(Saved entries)
————

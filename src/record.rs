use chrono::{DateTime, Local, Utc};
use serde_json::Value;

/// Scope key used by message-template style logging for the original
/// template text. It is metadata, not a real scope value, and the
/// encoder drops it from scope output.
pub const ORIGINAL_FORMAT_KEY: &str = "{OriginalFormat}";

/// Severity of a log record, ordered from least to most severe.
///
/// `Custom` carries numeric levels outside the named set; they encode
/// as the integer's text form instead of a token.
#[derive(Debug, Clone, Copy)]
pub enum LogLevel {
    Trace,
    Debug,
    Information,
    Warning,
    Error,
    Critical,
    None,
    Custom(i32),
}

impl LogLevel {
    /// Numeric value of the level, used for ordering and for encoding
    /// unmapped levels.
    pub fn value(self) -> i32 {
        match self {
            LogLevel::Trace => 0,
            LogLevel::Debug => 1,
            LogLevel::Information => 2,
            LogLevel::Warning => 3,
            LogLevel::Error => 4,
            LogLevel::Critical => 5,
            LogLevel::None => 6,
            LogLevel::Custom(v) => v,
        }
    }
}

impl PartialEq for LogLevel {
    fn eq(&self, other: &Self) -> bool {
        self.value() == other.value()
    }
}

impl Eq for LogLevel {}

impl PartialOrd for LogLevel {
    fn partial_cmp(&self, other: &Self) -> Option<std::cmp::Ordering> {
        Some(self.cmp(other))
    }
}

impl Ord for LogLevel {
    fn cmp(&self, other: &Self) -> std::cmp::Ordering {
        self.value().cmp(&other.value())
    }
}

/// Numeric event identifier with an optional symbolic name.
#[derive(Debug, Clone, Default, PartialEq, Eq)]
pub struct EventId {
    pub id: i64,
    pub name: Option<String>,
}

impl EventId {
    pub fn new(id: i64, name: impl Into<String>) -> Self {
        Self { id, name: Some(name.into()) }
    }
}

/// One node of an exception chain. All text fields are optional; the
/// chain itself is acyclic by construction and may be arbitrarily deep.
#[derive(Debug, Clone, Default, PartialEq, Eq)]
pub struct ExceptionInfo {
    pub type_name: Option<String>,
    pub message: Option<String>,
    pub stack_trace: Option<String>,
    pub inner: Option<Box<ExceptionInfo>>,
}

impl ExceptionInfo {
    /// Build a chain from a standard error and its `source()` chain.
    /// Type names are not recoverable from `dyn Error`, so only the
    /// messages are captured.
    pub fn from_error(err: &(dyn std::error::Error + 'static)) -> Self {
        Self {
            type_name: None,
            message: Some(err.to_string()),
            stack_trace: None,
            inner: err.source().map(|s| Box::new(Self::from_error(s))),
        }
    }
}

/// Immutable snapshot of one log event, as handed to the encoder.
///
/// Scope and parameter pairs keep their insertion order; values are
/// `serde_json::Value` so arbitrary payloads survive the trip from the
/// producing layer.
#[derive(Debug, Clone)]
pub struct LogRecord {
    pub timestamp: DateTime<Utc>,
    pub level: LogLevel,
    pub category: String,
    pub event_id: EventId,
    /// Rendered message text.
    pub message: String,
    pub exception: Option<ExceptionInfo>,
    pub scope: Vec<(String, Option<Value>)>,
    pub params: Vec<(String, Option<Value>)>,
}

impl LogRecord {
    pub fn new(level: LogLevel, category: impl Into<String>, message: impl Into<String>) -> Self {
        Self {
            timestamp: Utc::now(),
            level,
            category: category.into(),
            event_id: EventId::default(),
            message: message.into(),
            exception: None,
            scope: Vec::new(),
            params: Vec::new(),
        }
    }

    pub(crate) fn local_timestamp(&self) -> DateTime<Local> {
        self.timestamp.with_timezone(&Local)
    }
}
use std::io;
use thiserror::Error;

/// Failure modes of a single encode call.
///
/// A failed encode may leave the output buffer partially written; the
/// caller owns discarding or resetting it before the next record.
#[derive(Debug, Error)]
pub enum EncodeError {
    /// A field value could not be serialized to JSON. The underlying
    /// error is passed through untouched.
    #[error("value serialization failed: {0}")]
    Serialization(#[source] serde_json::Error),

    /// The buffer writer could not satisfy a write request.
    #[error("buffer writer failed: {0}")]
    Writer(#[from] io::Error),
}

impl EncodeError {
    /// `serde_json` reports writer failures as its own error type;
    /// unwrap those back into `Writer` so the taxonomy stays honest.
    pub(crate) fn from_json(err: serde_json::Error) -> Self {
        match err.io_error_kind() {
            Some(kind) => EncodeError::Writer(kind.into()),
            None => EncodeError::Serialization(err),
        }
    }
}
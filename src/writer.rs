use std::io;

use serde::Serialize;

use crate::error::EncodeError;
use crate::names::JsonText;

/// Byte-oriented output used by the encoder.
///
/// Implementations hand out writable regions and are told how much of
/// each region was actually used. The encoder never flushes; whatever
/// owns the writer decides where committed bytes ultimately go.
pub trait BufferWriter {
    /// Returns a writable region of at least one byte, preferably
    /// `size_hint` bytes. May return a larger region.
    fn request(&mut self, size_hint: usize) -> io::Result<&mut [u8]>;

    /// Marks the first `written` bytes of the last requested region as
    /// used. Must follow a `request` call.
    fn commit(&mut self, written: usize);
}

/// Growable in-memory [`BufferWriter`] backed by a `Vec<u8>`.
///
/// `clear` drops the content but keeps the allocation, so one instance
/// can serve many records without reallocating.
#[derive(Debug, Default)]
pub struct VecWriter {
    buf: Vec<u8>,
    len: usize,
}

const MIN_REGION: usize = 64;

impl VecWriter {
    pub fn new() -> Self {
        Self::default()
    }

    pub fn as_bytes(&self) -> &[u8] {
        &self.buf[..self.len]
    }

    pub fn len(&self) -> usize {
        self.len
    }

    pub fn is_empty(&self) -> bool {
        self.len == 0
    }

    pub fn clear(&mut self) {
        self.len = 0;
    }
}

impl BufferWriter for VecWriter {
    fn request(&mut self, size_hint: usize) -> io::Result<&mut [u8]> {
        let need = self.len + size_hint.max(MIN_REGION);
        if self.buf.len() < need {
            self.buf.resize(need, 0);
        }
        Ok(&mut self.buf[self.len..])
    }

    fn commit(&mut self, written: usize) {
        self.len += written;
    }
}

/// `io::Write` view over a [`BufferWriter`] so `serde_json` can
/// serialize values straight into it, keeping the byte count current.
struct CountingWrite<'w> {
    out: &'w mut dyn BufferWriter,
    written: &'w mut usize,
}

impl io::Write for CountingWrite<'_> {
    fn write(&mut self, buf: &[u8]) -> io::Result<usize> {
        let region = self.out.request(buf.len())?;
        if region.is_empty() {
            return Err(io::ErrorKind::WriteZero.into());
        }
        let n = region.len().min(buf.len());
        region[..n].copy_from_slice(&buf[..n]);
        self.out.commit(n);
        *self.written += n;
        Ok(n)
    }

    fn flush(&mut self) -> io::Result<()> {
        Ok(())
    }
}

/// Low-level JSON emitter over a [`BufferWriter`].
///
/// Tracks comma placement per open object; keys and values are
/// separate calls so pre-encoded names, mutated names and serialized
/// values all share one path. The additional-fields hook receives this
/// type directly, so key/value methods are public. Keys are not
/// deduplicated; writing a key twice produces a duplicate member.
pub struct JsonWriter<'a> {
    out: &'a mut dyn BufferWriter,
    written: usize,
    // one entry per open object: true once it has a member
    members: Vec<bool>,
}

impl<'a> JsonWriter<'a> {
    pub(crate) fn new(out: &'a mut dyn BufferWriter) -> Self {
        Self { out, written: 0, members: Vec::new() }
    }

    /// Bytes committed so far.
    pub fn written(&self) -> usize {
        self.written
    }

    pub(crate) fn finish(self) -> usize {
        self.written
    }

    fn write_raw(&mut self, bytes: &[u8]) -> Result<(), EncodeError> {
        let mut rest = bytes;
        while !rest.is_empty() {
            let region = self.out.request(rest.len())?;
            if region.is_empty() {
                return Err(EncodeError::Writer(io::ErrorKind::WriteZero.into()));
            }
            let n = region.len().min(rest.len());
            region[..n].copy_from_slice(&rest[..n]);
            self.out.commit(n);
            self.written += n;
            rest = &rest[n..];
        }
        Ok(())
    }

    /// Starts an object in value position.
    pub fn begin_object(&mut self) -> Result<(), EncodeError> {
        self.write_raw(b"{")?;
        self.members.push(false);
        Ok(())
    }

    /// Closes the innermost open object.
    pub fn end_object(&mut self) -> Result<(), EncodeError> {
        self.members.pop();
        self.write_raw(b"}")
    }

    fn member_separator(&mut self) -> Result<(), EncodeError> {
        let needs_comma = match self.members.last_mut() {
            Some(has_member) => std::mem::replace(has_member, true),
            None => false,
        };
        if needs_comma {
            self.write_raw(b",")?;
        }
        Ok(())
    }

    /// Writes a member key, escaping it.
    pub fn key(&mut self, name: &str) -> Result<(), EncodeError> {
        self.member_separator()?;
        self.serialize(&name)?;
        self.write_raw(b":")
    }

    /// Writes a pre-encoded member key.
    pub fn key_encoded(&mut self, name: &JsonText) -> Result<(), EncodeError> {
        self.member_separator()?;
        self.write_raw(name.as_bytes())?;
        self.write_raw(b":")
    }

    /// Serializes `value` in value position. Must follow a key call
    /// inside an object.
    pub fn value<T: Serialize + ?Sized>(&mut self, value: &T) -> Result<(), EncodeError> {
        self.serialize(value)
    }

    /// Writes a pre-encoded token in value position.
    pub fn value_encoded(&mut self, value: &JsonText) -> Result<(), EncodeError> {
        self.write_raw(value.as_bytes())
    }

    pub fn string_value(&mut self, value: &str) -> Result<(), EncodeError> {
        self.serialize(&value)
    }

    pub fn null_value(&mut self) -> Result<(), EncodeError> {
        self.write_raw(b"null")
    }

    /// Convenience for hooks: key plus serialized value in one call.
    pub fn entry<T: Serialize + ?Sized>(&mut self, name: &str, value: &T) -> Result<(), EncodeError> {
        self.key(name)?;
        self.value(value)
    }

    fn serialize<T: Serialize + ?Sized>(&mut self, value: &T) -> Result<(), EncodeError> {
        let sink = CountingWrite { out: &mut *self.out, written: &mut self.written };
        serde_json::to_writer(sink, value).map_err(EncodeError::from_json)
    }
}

————

TASK =>
Return every line from the entries above that contains the word "names".

ANSWER =>
    /// Type names are not recoverable from `dyn Error`, so only the
use crate::names::JsonText;
/// separate calls so pre-encoded names, mutated names and serialized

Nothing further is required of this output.